Saved entries

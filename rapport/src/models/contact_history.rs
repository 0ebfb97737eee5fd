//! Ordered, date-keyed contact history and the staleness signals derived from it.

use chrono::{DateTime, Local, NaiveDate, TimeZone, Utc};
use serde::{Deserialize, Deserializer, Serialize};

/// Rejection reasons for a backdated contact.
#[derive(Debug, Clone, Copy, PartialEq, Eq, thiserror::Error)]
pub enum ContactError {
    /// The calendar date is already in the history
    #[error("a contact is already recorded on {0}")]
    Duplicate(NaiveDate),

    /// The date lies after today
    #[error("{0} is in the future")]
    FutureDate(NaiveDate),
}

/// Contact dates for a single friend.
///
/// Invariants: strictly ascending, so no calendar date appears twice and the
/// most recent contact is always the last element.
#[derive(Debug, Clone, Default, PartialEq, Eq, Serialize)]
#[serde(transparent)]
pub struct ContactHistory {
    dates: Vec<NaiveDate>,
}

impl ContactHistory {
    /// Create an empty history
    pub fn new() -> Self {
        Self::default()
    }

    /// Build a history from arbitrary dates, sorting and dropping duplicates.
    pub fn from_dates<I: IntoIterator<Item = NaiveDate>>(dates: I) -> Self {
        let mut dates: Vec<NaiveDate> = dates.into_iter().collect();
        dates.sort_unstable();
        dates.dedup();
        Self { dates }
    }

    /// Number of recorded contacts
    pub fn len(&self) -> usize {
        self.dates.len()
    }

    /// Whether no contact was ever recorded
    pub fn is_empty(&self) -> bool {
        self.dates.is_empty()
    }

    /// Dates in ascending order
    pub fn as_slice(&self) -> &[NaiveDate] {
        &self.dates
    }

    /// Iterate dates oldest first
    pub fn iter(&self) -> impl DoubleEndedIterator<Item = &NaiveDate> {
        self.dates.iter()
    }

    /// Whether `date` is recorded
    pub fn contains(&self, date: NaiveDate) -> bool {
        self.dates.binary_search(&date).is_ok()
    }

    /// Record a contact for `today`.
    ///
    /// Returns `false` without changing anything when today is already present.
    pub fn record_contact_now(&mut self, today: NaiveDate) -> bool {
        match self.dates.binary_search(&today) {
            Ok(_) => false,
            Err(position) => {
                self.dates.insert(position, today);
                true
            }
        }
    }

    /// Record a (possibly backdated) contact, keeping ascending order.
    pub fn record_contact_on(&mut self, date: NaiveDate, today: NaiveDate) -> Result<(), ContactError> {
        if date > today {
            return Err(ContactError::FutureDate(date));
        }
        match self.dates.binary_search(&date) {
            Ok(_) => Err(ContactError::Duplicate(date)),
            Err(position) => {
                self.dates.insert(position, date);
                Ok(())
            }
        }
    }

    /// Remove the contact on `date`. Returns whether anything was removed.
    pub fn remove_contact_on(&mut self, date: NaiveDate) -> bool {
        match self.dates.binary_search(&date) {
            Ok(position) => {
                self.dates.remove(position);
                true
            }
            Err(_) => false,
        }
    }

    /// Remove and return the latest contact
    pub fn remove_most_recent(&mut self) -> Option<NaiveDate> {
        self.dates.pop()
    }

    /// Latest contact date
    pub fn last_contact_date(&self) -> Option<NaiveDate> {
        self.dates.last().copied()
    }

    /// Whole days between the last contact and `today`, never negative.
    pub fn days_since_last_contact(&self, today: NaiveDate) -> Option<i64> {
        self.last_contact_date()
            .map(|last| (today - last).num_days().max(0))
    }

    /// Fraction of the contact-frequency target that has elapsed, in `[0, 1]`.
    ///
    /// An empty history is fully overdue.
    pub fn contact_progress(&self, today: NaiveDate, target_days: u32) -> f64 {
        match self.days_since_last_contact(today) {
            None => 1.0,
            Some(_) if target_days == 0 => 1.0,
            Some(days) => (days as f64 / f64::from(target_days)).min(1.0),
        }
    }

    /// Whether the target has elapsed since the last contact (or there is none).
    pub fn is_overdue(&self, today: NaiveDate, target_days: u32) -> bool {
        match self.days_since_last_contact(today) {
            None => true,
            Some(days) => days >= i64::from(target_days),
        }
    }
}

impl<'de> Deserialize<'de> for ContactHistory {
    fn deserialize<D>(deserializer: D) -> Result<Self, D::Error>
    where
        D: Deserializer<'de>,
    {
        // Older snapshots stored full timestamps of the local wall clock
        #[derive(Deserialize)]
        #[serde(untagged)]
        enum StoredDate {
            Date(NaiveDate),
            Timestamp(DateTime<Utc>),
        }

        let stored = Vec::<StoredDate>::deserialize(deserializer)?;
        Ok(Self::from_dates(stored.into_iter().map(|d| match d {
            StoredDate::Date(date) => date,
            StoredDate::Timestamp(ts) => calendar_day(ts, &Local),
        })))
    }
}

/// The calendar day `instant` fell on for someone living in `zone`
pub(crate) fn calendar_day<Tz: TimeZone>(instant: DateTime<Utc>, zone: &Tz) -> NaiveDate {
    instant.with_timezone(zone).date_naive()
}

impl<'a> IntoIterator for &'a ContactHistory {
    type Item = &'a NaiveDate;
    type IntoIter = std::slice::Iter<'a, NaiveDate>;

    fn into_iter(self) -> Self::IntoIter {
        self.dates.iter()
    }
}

▸ **PROBLEM**: Search the data and copy each line containing "DateTime".

▸ **RESULT FOR THIS EXERCISE**:
use chrono::{DateTime, Local, NaiveDate, TimeZone, Utc};
            Timestamp(DateTime<Utc>),
pub(crate) fn calendar_day<Tz: TimeZone>(instant: DateTime<Utc>, zone: &Tz) -> NaiveDate {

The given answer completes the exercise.